Details of Alexander’s death are somewhat unclear, with the chief ancient chroniclers of his life providing differing accounts.
All though are agreed that before his death Alexander had been entertaining guests in Babylon, that copious quantities of wine had been consumed and that foul play was behind his demise.
Plutarch relates that Alexander fell ill after entertaining his admiral Nearchus and another military companion, Medius of Larissa.
Diodorus, more specifically, declares that Alexander downed a large bowl of wine in honour of Heracles, after which he was struck down in great pain.
Alexander lingered for some days until his death, which in turn caused his enormous empire to crumble as his generals, the diadochi, began fighting among themselves.
Many of the accounts finger a general called Antipater as the poisoner. Left behind as regent of Greece while Alexander set off to conquer the world, by June 323 he had recently stripped of his post as viceroy and was a staunch opponent of Alexander’s mother, Olympias.
As such he may have feared his summons to Babylon were tantamount to his death sentence and decided to preempt his would-be executioner.
To add to Antipater’s suspicions, Alexander was increasingly violent and unstable at this point, traits only exacerbated by a strong taste for drink – the Macedonians already being infamous in the Greek world for not drinking wine diluted with water.

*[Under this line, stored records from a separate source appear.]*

use iced::Color;
use serde::{Deserialize, Serialize};

// ─── NAMED CHART PALETTES ───────────────────────────────────────

/// A named chart palette: a fixed ordered list of six base colors, cycled
/// to cover arbitrarily many data points.
#[derive(Debug, Clone, Copy, PartialEq, Eq, Serialize, Deserialize)]
#[serde(rename_all = "lowercase")]
pub enum PaletteKind {
    Azure,
    Sunset,
    Tropical,
    Mono,
    Citrus,
}

impl Default for PaletteKind {
    fn default() -> Self {
        PaletteKind::Azure
    }
}

impl PaletteKind {
    pub const ALL: &[PaletteKind] = &[
        PaletteKind::Azure,
        PaletteKind::Sunset,
        PaletteKind::Tropical,
        PaletteKind::Mono,
        PaletteKind::Citrus,
    ];

    pub fn name(&self) -> &'static str {
        match self {
            PaletteKind::Azure => "Azure",
            PaletteKind::Sunset => "Sunset",
            PaletteKind::Tropical => "Tropical",
            PaletteKind::Mono => "Monochrome",
            PaletteKind::Citrus => "Citrus",
        }
    }

    /// Parse a stored key, falling back to the default palette for
    /// anything unrecognized.
    pub fn from_key(key: &str) -> PaletteKind {
        match key {
            "sunset" => PaletteKind::Sunset,
            "tropical" => PaletteKind::Tropical,
            "mono" => PaletteKind::Mono,
            "citrus" => PaletteKind::Citrus,
            _ => PaletteKind::Azure,
        }
    }

    /// The six base colors of this palette, in series order.
    pub fn colors(&self) -> &'static [&'static str; 6] {
        match self {
            PaletteKind::Azure => &[
                "#4c6ef5", "#339af0", "#5c7cfa", "#15aabf", "#82c91e", "#fcc419",
            ],
            PaletteKind::Sunset => &[
                "#f76707", "#f89222", "#ffa94d", "#ff6b6b", "#c92a2a", "#862e9c",
            ],
            PaletteKind::Tropical => &[
                "#12b886", "#0ca678", "#099268", "#51cf66", "#94d82d", "#ffd43b",
            ],
            PaletteKind::Mono => &[
                "#1f2937", "#4b5563", "#6b7280", "#9ca3af", "#d1d5db", "#f3f4f6",
            ],
            PaletteKind::Citrus => &[
                "#fab005", "#fd7e14", "#f76707", "#f08c00", "#ffd43b", "#94d82d",
            ],
        }
    }
}

/// Produce exactly `count` colors by cycling the base palette with
/// wraparound, so datasets larger than the base palette stay colored.
pub fn resolve_colors(palette: PaletteKind, count: usize) -> Vec<String> {
    let base = palette.colors();
    (0..count).map(|i| base[i % base.len()].to_string()).collect()
}

// ─── COLOR FORMAT CONVERSION ────────────────────────────────────

/// Convert a 3- or 6-digit hex color (leading `#` optional, any case) to
/// an `rgba(r, g, b, a)` string at the given alpha. Any other input length
/// is returned unchanged; that pass-through is deliberate leniency for
/// colors that are already in another form.
pub fn to_alpha(hex: &str, alpha: f32) -> String {
    let normalized = hex.trim_start_matches('#');
    let full: String = match normalized.len() {
        3 => normalized.chars().flat_map(|c| [c, c]).collect(),
        6 => normalized.to_string(),
        _ => return hex.to_string(),
    };
    let channel = |range: std::ops::Range<usize>| u8::from_str_radix(&full[range], 16);
    match (channel(0..2), channel(2..4), channel(4..6)) {
        (Ok(r), Ok(g), Ok(b)) => format!("rgba({r}, {g}, {b}, {alpha})"),
        _ => hex.to_string(),
    }
}

/// Parse a `#hex` or `rgba(…)` color string into an iced color. The chart
/// renderer uses this to consume the string-typed colors a `ChartSpec`
/// carries. Returns `None` for anything it does not recognize.
pub fn parse_color(s: &str) -> Option<Color> {
    let s = s.trim();
    if let Some(inner) = s.strip_prefix("rgba(").and_then(|r| r.strip_suffix(')')) {
        let parts: Vec<&str> = inner.split(',').map(str::trim).collect();
        if parts.len() != 4 {
            return None;
        }
        let r = parts[0].parse::<f32>().ok()?;
        let g = parts[1].parse::<f32>().ok()?;
        let b = parts[2].parse::<f32>().ok()?;
        let a = parts[3].parse::<f32>().ok()?;
        return Some(Color::from_rgba(r / 255.0, g / 255.0, b / 255.0, a));
    }
    let hex = s.strip_prefix('#')?;
    let full: String = match hex.len() {
        3 => hex.chars().flat_map(|c| [c, c]).collect(),
        6 => hex.to_string(),
        _ => return None,
    };
    let r = u8::from_str_radix(&full[0..2], 16).ok()?;
    let g = u8::from_str_radix(&full[2..4], 16).ok()?;
    let b = u8::from_str_radix(&full[4..6], 16).ok()?;
    Some(Color::from_rgb(
        r as f32 / 255.0,
        g as f32 / 255.0,
        b as f32 / 255.0,
    ))
}

#[cfg(test)]
mod tests {
    use super::*;

    #[test]
    fn test_resolve_colors_cycles_with_wraparound() {
        let colors = resolve_colors(PaletteKind::Azure, 8);
        assert_eq!(colors.len(), 8);
        assert_eq!(colors[6], colors[0]);
        assert_eq!(colors[7], colors[1]);
        assert_eq!(colors[0], "#4c6ef5");
    }

    #[test]
    fn test_resolve_colors_zero_count() {
        assert!(resolve_colors(PaletteKind::Mono, 0).is_empty());
    }

    #[test]
    fn test_to_alpha_shorthand_equals_full_form() {
        assert_eq!(to_alpha("#fff", 0.5), to_alpha("ffffff", 0.5));
        assert_eq!(to_alpha("#fff", 0.5), "rgba(255, 255, 255, 0.5)");
    }

    #[test]
    fn test_to_alpha_case_insensitive() {
        assert_eq!(to_alpha("#4C6EF5", 1.0), to_alpha("#4c6ef5", 1.0));
    }

    #[test]
    fn test_to_alpha_passes_through_other_lengths() {
        assert_eq!(to_alpha("rebeccapurple", 0.4), "rebeccapurple");
        assert_eq!(to_alpha("#12345", 0.4), "#12345");
    }

    #[test]
    fn test_from_key_falls_back_to_azure() {
        assert_eq!(PaletteKind::from_key("sunset"), PaletteKind::Sunset);
        assert_eq!(PaletteKind::from_key("vaporwave"), PaletteKind::Azure);
    }

    #[test]
    fn test_parse_color_round_trips_to_alpha() {
        let rgba = to_alpha("#4c6ef5", 0.85);
        let c = parse_color(&rgba).unwrap();
        assert!((c.a - 0.85).abs() < 0.001);
        assert_eq!(parse_color("#4c6ef5").map(|c| (c.r * 255.0).round() as u8), Some(0x4c));
        assert!(parse_color("not a color").is_none());
    }
}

Several of his former generals and close friends had fallen victim to Alexander’s wrath in this way; Parmenion, Philotas and, most dramatically, Cleitus.
Cleitus the Black was a veteran Macedonian officer who had even saved Alexander’s life in the Battle of Granicus. In 328 BC while staying at Maracanda (modern Samarkand in Uzbekistan) the pair got into a heated, drunken argument over Alexander’s achievements, his increasingly oriental lifestyle and the way in which he was conducting his campaigns.
Enraged at Cleitus’ remarks, Alexander grabbed a javelin and killed the old warrior before collapsing in a wine-soaked heap to weep over the corpse. It was in another fit of drunken madness that Alexander and several comrades had torched the ancient Persian capital of Persepolis in 330 BC.
One can see why Antipater was a little concerned at what his meeting with Alexander might bring.
The stories of poisoning were for many years taken with a pinch of salt. Historians reasoned that Alexander’s years of campaigning, the many wounds he had suffered and his over indulgence in wine all contributed to his failing health and that a disease, perhaps typhus or a virus, finished him off.
They also argued that no poison of the time would allow Alexander to linger on for as long as 11 days after he fell ill until his death. More recent research however has brought the poisoning theory back into the spotlight.
Leo Schep of the New Zealand National Posions Center has long argued that white hellebore (Veratrum album) would not only bring on the same symptoms described by Alexander’s chroniclers but lead to a long, lingering death.
In 2014 Schep published his research in the medical journal Clinical Toxicology. He pointed out that the toxic flower was well known to the ancients and a mild application was often used to induce vomiting.
Although its taste is very bitter, it would certainly be possible to mask it in a large quantity of the strong, undiluted wine Alexander liked so much…
Foul murder or misadventure? Either way it seems that the drink did for Alexander the Great in the end.